Your answer must consist solely of the lines from the start of the entries below through the line with "let order = event_target_value(&ev).parse().unwrap_or_default();", unchanged.
(Beginning of Supplied data)
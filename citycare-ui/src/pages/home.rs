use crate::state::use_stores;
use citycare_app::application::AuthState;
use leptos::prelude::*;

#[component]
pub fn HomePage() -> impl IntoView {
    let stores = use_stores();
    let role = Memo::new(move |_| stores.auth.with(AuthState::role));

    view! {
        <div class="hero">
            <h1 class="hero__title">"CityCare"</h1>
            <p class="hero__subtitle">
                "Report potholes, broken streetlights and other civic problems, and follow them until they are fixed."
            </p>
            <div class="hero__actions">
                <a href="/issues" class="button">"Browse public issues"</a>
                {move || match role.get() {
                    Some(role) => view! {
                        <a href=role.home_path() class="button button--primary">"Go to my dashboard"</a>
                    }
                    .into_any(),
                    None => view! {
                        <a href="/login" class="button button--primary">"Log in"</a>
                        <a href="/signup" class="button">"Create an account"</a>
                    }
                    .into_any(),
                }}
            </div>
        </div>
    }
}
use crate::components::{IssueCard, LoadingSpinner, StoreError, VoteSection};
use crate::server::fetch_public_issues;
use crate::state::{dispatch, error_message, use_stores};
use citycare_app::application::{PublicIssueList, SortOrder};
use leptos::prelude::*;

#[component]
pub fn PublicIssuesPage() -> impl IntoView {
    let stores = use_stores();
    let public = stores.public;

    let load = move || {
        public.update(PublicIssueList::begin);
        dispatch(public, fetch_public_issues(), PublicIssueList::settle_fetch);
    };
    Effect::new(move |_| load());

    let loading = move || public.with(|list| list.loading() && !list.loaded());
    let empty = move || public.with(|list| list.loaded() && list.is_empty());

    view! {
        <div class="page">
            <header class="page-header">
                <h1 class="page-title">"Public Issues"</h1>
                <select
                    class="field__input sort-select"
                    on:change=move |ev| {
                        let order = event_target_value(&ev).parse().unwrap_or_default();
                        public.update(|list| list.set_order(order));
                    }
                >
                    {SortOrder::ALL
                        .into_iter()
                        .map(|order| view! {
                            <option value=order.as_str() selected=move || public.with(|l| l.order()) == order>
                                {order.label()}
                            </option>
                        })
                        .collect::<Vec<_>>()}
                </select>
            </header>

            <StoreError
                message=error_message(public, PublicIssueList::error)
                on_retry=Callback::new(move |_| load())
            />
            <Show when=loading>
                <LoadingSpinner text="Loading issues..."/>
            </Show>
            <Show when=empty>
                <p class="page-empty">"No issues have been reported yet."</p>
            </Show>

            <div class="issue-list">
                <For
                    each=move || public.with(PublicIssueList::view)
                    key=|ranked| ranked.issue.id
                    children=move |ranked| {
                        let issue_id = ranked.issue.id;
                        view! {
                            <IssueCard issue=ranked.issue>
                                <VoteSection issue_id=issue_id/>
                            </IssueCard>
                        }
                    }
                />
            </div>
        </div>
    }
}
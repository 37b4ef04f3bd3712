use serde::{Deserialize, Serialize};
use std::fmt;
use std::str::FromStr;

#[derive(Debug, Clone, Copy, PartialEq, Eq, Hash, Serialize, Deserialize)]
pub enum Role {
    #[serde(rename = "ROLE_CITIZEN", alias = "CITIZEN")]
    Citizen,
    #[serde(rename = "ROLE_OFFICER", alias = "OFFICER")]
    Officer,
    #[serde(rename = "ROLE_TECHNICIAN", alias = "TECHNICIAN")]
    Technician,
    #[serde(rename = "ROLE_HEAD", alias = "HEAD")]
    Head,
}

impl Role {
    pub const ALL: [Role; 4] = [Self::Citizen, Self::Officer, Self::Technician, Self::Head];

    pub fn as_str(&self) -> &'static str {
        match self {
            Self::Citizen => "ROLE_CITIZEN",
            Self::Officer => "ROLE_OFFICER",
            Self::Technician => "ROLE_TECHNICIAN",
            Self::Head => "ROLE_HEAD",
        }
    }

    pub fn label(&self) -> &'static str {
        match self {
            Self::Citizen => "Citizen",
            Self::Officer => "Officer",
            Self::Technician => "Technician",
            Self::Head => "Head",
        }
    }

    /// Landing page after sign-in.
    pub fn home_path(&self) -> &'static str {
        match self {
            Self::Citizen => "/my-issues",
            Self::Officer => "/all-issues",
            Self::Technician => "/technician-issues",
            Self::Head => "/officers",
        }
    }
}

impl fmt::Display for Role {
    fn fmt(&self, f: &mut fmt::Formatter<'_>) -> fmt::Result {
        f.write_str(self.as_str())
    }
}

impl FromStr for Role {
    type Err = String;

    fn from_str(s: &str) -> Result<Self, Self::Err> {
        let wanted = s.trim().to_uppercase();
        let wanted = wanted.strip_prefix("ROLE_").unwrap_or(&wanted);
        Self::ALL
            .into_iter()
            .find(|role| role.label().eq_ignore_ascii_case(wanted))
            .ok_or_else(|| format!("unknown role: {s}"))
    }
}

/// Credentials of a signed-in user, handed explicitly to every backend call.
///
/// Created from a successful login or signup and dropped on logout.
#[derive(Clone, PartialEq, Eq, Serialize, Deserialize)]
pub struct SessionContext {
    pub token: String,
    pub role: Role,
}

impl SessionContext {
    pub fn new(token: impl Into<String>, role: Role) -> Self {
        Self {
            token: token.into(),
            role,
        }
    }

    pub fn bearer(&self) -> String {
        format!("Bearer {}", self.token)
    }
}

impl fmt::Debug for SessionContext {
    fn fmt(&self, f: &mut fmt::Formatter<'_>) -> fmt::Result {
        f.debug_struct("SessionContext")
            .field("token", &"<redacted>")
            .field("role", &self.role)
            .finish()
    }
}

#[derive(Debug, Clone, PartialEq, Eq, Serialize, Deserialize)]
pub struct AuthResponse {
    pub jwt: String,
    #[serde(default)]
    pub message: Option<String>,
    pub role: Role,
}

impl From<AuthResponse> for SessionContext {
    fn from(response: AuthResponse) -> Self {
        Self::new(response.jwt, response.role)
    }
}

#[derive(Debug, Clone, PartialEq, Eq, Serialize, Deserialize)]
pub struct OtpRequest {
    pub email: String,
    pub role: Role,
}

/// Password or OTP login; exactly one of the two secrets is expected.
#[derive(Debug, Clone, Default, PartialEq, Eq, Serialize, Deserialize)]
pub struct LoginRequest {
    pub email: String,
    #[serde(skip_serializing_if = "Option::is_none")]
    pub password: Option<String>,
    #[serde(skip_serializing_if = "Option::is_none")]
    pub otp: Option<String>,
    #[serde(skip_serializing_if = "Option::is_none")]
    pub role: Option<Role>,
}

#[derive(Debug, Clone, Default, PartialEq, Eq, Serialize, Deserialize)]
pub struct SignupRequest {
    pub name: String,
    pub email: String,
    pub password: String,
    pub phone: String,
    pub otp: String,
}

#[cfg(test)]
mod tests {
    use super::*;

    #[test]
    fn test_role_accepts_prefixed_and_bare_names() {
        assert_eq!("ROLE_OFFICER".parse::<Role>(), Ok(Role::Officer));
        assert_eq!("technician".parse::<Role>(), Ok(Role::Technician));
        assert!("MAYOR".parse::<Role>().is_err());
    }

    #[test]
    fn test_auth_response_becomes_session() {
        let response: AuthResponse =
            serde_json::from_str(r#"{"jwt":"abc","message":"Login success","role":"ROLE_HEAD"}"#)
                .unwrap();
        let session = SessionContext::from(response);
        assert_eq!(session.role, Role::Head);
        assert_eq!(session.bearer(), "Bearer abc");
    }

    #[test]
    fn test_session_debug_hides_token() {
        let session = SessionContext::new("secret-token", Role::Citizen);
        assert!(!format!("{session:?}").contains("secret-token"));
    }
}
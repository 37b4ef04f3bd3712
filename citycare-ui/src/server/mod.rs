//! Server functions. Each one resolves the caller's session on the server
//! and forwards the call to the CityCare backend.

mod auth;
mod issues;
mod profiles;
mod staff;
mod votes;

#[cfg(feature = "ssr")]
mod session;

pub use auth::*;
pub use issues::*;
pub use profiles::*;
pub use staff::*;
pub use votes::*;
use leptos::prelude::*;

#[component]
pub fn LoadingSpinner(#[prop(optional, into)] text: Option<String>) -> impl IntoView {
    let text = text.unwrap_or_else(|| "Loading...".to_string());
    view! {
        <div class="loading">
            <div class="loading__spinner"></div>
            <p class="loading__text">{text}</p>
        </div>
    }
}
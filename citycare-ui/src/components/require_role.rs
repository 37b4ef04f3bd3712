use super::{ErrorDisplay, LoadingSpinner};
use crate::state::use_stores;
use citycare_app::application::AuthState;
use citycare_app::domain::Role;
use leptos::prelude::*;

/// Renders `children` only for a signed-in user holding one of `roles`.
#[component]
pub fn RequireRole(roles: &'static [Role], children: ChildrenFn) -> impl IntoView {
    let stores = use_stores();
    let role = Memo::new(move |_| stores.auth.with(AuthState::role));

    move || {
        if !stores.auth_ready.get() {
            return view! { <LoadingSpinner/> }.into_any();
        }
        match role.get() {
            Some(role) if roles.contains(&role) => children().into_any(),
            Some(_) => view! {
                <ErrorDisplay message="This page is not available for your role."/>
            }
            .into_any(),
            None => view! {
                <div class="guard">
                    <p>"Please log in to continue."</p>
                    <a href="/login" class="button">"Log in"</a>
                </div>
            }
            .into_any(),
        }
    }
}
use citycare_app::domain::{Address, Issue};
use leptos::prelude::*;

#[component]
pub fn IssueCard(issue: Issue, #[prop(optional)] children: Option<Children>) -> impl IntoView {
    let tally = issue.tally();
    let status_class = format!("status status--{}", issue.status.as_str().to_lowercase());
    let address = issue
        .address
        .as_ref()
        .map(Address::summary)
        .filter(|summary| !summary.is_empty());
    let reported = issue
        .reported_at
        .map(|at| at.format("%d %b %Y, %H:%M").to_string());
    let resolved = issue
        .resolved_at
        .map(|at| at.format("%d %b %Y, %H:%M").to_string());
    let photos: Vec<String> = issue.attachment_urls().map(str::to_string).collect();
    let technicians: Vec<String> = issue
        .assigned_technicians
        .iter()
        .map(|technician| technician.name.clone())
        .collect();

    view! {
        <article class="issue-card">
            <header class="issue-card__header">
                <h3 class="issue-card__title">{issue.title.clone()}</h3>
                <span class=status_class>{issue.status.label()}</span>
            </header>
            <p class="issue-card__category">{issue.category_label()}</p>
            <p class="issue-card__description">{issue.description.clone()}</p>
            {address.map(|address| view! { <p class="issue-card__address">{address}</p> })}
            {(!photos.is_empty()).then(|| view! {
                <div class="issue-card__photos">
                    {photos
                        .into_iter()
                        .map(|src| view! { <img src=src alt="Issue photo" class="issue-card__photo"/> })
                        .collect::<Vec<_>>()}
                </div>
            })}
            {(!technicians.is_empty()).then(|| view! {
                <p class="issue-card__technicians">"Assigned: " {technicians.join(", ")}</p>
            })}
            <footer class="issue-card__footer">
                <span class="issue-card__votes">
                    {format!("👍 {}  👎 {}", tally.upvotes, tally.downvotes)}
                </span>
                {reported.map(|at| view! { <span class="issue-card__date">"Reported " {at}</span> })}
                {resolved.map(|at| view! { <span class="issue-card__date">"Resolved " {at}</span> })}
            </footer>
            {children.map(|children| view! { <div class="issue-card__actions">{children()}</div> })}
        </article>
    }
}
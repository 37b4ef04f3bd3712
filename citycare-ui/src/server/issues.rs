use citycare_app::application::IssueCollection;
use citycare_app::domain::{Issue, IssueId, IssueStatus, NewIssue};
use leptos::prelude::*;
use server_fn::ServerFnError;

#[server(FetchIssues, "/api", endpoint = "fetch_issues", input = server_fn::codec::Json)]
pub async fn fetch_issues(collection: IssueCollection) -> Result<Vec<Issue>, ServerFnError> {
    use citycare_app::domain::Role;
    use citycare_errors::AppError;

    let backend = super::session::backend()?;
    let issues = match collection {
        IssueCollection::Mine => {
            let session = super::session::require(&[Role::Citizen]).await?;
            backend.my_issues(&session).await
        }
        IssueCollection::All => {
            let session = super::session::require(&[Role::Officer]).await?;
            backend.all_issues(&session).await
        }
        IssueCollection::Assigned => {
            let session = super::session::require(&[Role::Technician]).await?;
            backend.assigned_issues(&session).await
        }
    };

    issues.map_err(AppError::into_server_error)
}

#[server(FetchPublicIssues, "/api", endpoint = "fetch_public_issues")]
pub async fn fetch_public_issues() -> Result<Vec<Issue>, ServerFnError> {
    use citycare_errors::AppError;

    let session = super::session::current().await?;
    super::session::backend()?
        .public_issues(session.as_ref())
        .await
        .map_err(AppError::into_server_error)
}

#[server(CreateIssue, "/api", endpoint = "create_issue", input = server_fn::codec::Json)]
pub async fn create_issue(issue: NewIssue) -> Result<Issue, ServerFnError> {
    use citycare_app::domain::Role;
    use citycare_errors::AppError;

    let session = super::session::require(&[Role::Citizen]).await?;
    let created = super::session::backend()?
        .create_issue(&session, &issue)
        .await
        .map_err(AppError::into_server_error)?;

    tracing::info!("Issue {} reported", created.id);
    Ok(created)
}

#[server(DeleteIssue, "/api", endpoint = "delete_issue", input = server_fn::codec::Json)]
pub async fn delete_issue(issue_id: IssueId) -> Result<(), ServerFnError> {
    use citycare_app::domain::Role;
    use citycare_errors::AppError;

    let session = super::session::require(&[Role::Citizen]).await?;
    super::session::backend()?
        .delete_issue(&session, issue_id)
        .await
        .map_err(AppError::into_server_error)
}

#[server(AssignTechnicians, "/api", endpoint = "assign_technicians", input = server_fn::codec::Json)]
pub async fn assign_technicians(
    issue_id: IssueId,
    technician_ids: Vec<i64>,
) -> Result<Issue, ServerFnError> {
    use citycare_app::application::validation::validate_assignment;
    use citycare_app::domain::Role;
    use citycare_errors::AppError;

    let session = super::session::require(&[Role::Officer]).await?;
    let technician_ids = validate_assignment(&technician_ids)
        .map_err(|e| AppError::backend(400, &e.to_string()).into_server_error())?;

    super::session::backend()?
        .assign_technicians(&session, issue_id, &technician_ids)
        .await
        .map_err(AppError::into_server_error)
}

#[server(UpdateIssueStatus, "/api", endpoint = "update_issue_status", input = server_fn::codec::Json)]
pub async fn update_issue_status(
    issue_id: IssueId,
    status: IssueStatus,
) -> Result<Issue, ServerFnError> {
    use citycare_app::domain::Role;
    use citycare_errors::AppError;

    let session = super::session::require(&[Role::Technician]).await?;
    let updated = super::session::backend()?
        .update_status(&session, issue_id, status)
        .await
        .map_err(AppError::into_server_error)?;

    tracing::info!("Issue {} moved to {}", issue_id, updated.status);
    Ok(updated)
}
(End of Supplied data)
Reply ::
filename citycare-ui/src/pages/home.rs
use crate::state::use_stores;
use citycare_app::application::AuthState;
use leptos::prelude::*;

#[component]
pub fn HomePage() -> impl IntoView {
    let stores = use_stores();
    let role = Memo::new(move |_| stores.auth.with(AuthState::role));

    view! {
        <div class="hero">
            <h1 class="hero__title">"CityCare"</h1>
            <p class="hero__subtitle">
                "Report potholes, broken streetlights and other civic problems, and follow them until they are fixed."
            </p>
            <div class="hero__actions">
                <a href="/issues" class="button">"Browse public issues"</a>
                {move || match role.get() {
                    Some(role) => view! {
                        <a href=role.home_path() class="button button--primary">"Go to my dashboard"</a>
                    }
                    .into_any(),
                    None => view! {
                        <a href="/login" class="button button--primary">"Log in"</a>
                        <a href="/signup" class="button">"Create an account"</a>
                    }
                    .into_any(),
                }}
            </div>
        </div>
    }
}
use crate::components::{IssueCard, LoadingSpinner, StoreError, VoteSection};
use crate::server::fetch_public_issues;
use crate::state::{dispatch, error_message, use_stores};
use citycare_app::application::{PublicIssueList, SortOrder};
use leptos::prelude::*;

#[component]
pub fn PublicIssuesPage() -> impl IntoView {
    let stores = use_stores();
    let public = stores.public;

    let load = move || {
        public.update(PublicIssueList::begin);
        dispatch(public, fetch_public_issues(), PublicIssueList::settle_fetch);
    };
    Effect::new(move |_| load());

    let loading = move || public.with(|list| list.loading() && !list.loaded());
    let empty = move || public.with(|list| list.loaded() && list.is_empty());

    view! {
        <div class="page">
            <header class="page-header">
                <h1 class="page-title">"Public Issues"</h1>
                <select
                    class="field__input sort-select"
                    on:change=move |ev| {
                        let order = event_target_value(&ev).parse().unwrap_or_default();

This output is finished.